Ce 25 juillet 2026, la Tunisie a fait parler d'elle au niveau diplomatique. Les tensions entre Tunis et Paris ont atteint un pic après la diffusion d'un entretien télévisé sur une chaîne publique française. La ministère des Affaires Étrangères tunisienne a convoqué l'ambassadrice de France, exprimant une protestation véhémente face à cette diffusion. La chaîne en question, France 24, a accordé une interview à Monsif Marzouki, ancien président tunisien, qui a critiqué la situation politique et sécuritaire en Tunisie. Cette intervention a déclenché une réplique immédiate de la part de la diplomatie tunisienne, qui a qualifié la séquence d'atteinte à la souveraineté et à la sécurité nationale tunisienne .

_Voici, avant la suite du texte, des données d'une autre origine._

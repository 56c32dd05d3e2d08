//! Warden CLI - governed workflow runs from the terminal.
//!
//! Exit codes are stable so automated callers can branch without
//! parsing text: 0 completed, 2 validation failure, 3 blocked pending
//! approval, 4 unrecoverable execution failure, 5 ledger integrity
//! failure.

use clap::{Parser, Subcommand};
use tracing_subscriber::{layer::SubscriberExt, util::SubscriberInitExt};

mod commands;
mod sim;

#[derive(Parser)]
#[command(name = "warden")]
#[command(about = "Warden - governed workflow execution with receipt-gated actions", long_about = None)]
#[command(version)]
struct Cli {
    /// Enable verbose output
    #[arg(short, long)]
    verbose: bool,

    #[command(subcommand)]
    command: Commands,
}

#[derive(Subcommand)]
enum Commands {
    /// Submit a definition and drive it to a terminal or blocked state
    Run(commands::RunArgs),

    /// Validate a definition without running it
    Validate {
        /// Path to the workflow definition JSON
        definition: String,
    },

    /// Recompute a ledger file's hash chain and report the first divergence
    Verify {
        /// Path to the receipt ledger (JSONL)
        ledger: String,
    },

    /// Summarize job outcomes recorded in a ledger file
    Status {
        /// Path to the receipt ledger (JSONL)
        ledger: String,
    },
}

#[tokio::main]
async fn main() -> anyhow::Result<()> {
    let cli = Cli::parse();

    let filter = if cli.verbose { "debug" } else { "info" };
    tracing_subscriber::registry()
        .with(
            tracing_subscriber::EnvFilter::try_from_default_env()
                .unwrap_or_else(|_| filter.into()),
        )
        .with(tracing_subscriber::fmt::layer().without_time())
        .init();

    let code = match cli.command {
        Commands::Run(args) => commands::run(args).await?,
        Commands::Validate { definition } => commands::validate(&definition)?,
        Commands::Verify { ledger } => commands::verify(&ledger).await?,
        Commands::Status { ledger } => commands::status(&ledger).await?,
    };

    if code != 0 {
        std::process::exit(code);
    }
    Ok(())
}
//! The declarative workflow data model.

use crate::{validate, WorkflowError};
use serde::{Deserialize, Serialize};
use serde_json::Value;
use std::collections::HashMap;
use warden_types::{DefinitionId, NodeId};

/// Per-step retry policy.
#[derive(Clone, Debug, Serialize, Deserialize)]
pub struct RetryPolicy {
    #[serde(default = "default_max_attempts")]
    pub max_attempts: u32,
    #[serde(default)]
    pub backoff_ms: u64,
}

fn default_max_attempts() -> u32 {
    1
}

impl Default for RetryPolicy {
    fn default() -> Self {
        Self {
            max_attempts: 1,
            backoff_ms: 0,
        }
    }
}

/// A condition gating node execution on the recorded output of a
/// previously executed node.
#[derive(Clone, Debug, Serialize, Deserialize)]
pub struct WhenClause {
    /// The node whose recorded output is examined.
    #[serde(rename = "ref")]
    pub source: NodeId,
    /// Dot-separated path into that output.
    pub path: String,
    /// Required value at the path.
    pub equals: Value,
}

impl WhenClause {
    /// Whether `output` satisfies this clause.
    pub fn matches(&self, output: &Value) -> bool {
        lookup_path(output, &self.path) == Some(&self.equals)
    }
}

/// Resolve a dot-separated path through objects and array indices.
fn lookup_path<'a>(value: &'a Value, path: &str) -> Option<&'a Value> {
    let mut current = value;
    for segment in path.split('.').filter(|s| !s.is_empty()) {
        current = match current {
            Value::Object(map) => map.get(segment)?,
            Value::Array(items) => items.get(segment.parse::<usize>().ok()?)?,
            _ => return None,
        };
    }
    Some(current)
}

/// A declared secret requirement. The engine never reads the value; it
/// only asserts that the hosting environment provides it.
#[derive(Clone, Debug, Serialize, Deserialize)]
pub struct RequiredSecret {
    pub name: String,
    #[serde(default = "default_secret_source")]
    pub source: String,
    #[serde(default)]
    pub notes: String,
}

fn default_secret_source() -> String {
    "env".to_string()
}

/// One unit of declared work: an action against one capability, with
/// its own routing, condition, and retry policy.
#[derive(Clone, Debug, Serialize, Deserialize)]
pub struct WorkflowNode {
    pub id: NodeId,
    /// Capability tag identifying the adapter this node targets.
    pub uses: String,
    pub action: String,
    #[serde(default)]
    pub args: Value,
    /// Predecessors that must complete before this node may start.
    #[serde(default, skip_serializing_if = "Vec::is_empty")]
    pub depends_on: Vec<NodeId>,
    #[serde(default, skip_serializing_if = "Option::is_none")]
    pub on_success: Option<NodeId>,
    #[serde(default, skip_serializing_if = "Option::is_none")]
    pub on_failure: Option<NodeId>,
    #[serde(default, skip_serializing_if = "Option::is_none")]
    pub when: Option<WhenClause>,
    #[serde(default)]
    pub retry: RetryPolicy,
    #[serde(default, skip_serializing_if = "Option::is_none")]
    pub timeout_ms: Option<u64>,
    /// Resource whose pre-state should be captured as evidence.
    #[serde(default, skip_serializing_if = "Option::is_none")]
    pub resource: Option<String>,
    #[serde(default)]
    pub estimated_cost: f64,
    /// Caller-supplied idempotency key; generated per job run when absent.
    #[serde(default, skip_serializing_if = "Option::is_none")]
    pub idempotency_key: Option<String>,
}

impl WorkflowNode {
    pub fn new(id: impl Into<String>, uses: impl Into<String>, action: impl Into<String>) -> Self {
        Self {
            id: NodeId::new(id),
            uses: uses.into(),
            action: action.into(),
            args: Value::Object(Default::default()),
            depends_on: Vec::new(),
            on_success: None,
            on_failure: None,
            when: None,
            retry: RetryPolicy::default(),
            timeout_ms: None,
            resource: None,
            estimated_cost: 0.0,
            idempotency_key: None,
        }
    }

    pub fn with_args(mut self, args: Value) -> Self {
        self.args = args;
        self
    }

    pub fn with_depends_on(mut self, deps: impl IntoIterator<Item = NodeId>) -> Self {
        self.depends_on = deps.into_iter().collect();
        self
    }

    pub fn with_on_success(mut self, target: impl Into<String>) -> Self {
        self.on_success = Some(NodeId::new(target));
        self
    }

    pub fn with_on_failure(mut self, target: impl Into<String>) -> Self {
        self.on_failure = Some(NodeId::new(target));
        self
    }

    pub fn with_when(mut self, source: impl Into<String>, path: impl Into<String>, equals: Value) -> Self {
        self.when = Some(WhenClause {
            source: NodeId::new(source),
            path: path.into(),
            equals,
        });
        self
    }

    pub fn with_retry(mut self, max_attempts: u32, backoff_ms: u64) -> Self {
        self.retry = RetryPolicy {
            max_attempts,
            backoff_ms,
        };
        self
    }

    pub fn with_timeout_ms(mut self, timeout_ms: u64) -> Self {
        self.timeout_ms = Some(timeout_ms);
        self
    }

    pub fn with_estimated_cost(mut self, cost: f64) -> Self {
        self.estimated_cost = cost;
        self
    }

    pub fn with_resource(mut self, resource: impl Into<String>) -> Self {
        self.resource = Some(resource.into());
        self
    }
}

/// How a definition's nodes are scheduled.
#[derive(Clone, Copy, Debug, PartialEq, Eq)]
pub enum Scheduling {
    /// No node declares dependencies: nodes run in array order, with
    /// explicit `on_success`/`on_failure` overrides.
    Sequential,
    /// At least one node declares `depends_on`: nodes are scheduled by
    /// the dependency graph, and independent branches may run in
    /// parallel.
    Graph,
}

/// The declarative blueprint for a multi-step automation.
#[derive(Clone, Debug, Serialize, Deserialize)]
pub struct WorkflowDefinition {
    pub id: DefinitionId,
    pub name: String,
    #[serde(default = "default_version")]
    pub version: u32,
    #[serde(default)]
    pub vars: HashMap<String, Value>,
    /// Declared capability scopes; every node's `uses` must be covered.
    #[serde(default)]
    pub uses: Vec<String>,
    #[serde(default, skip_serializing_if = "Vec::is_empty")]
    pub required_secrets: Vec<RequiredSecret>,
    pub nodes: Vec<WorkflowNode>,
}

fn default_version() -> u32 {
    1
}

impl WorkflowDefinition {
    pub fn new(id: impl Into<String>, name: impl Into<String>) -> Self {
        Self {
            id: DefinitionId::new(id),
            name: name.into(),
            version: 1,
            vars: HashMap::new(),
            uses: Vec::new(),
            required_secrets: Vec::new(),
            nodes: Vec::new(),
        }
    }

    pub fn with_uses(mut self, uses: impl IntoIterator<Item = impl Into<String>>) -> Self {
        self.uses = uses.into_iter().map(Into::into).collect();
        self
    }

    pub fn add_node(mut self, node: WorkflowNode) -> Self {
        self.nodes.push(node);
        self
    }

    /// Parse a JSON document without validating it.
    pub fn from_json(json: &str) -> Result<Self, WorkflowError> {
        Ok(serde_json::from_str(json)?)
    }

    /// Parse and validate in one step.
    pub fn load(json: &str) -> Result<Self, WorkflowError> {
        let definition = Self::from_json(json)?;
        validate(&definition).map_err(WorkflowError::Validation)?;
        Ok(definition)
    }

    pub fn get_node(&self, id: &NodeId) -> Option<&WorkflowNode> {
        self.nodes.iter().find(|n| &n.id == id)
    }

    pub fn node_index(&self, id: &NodeId) -> Option<usize> {
        self.nodes.iter().position(|n| &n.id == id)
    }

    /// The implicit array-order successor of a node, if any.
    pub fn successor_of(&self, id: &NodeId) -> Option<&WorkflowNode> {
        self.node_index(id).and_then(|i| self.nodes.get(i + 1))
    }

    pub fn scheduling(&self) -> Scheduling {
        if self.nodes.iter().any(|n| !n.depends_on.is_empty()) {
            Scheduling::Graph
        } else {
            Scheduling::Sequential
        }
    }

    /// Entry nodes: in graph scheduling, every node with no
    /// dependencies; in sequential scheduling, the first node.
    pub fn entry_nodes(&self) -> Vec<&WorkflowNode> {
        match self.scheduling() {
            Scheduling::Graph => self
                .nodes
                .iter()
                .filter(|n| n.depends_on.is_empty())
                .collect(),
            Scheduling::Sequential => self.nodes.first().into_iter().collect(),
        }
    }

    /// Nodes that list `id` as a dependency.
    pub fn dependents_of(&self, id: &NodeId) -> Vec<&WorkflowNode> {
        self.nodes
            .iter()
            .filter(|n| n.depends_on.contains(id))
            .collect()
    }
}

Un entretien controversé à l'origine de la crise diplomatique
Ce qui a provoqué une telle réaction de la part de la Tunisie n'est autre qu'un entretien télévisé diffusé par France 24, une chaîne publique française. L'invité de cette émission était Monsif Marzouki, ancien président tunisien, qui a exprimé des opinions critiques sur la situation actuelle de son pays. Il a notamment dénoncé les conditions de sécurité et les problèmes politiques en Tunisie, ce qui a été perçu comme une ingérence étrangère dans les affaires internes du pays .
« Il était impensable de laisser passer une telle attaque contre notre souveraineté sans réagir. L'ambassadeur de France a été convoqué immédiatement pour faire part de notre mécontentement », a déclaré un haut responsable du ministère des Affaires Étrangères tunisien dans un communiqué. Le ministère a également souligné que cet entretien télévisé a été perçu comme une tentative de nuire à la sécurité nationale et à la stabilité de la Tunisie .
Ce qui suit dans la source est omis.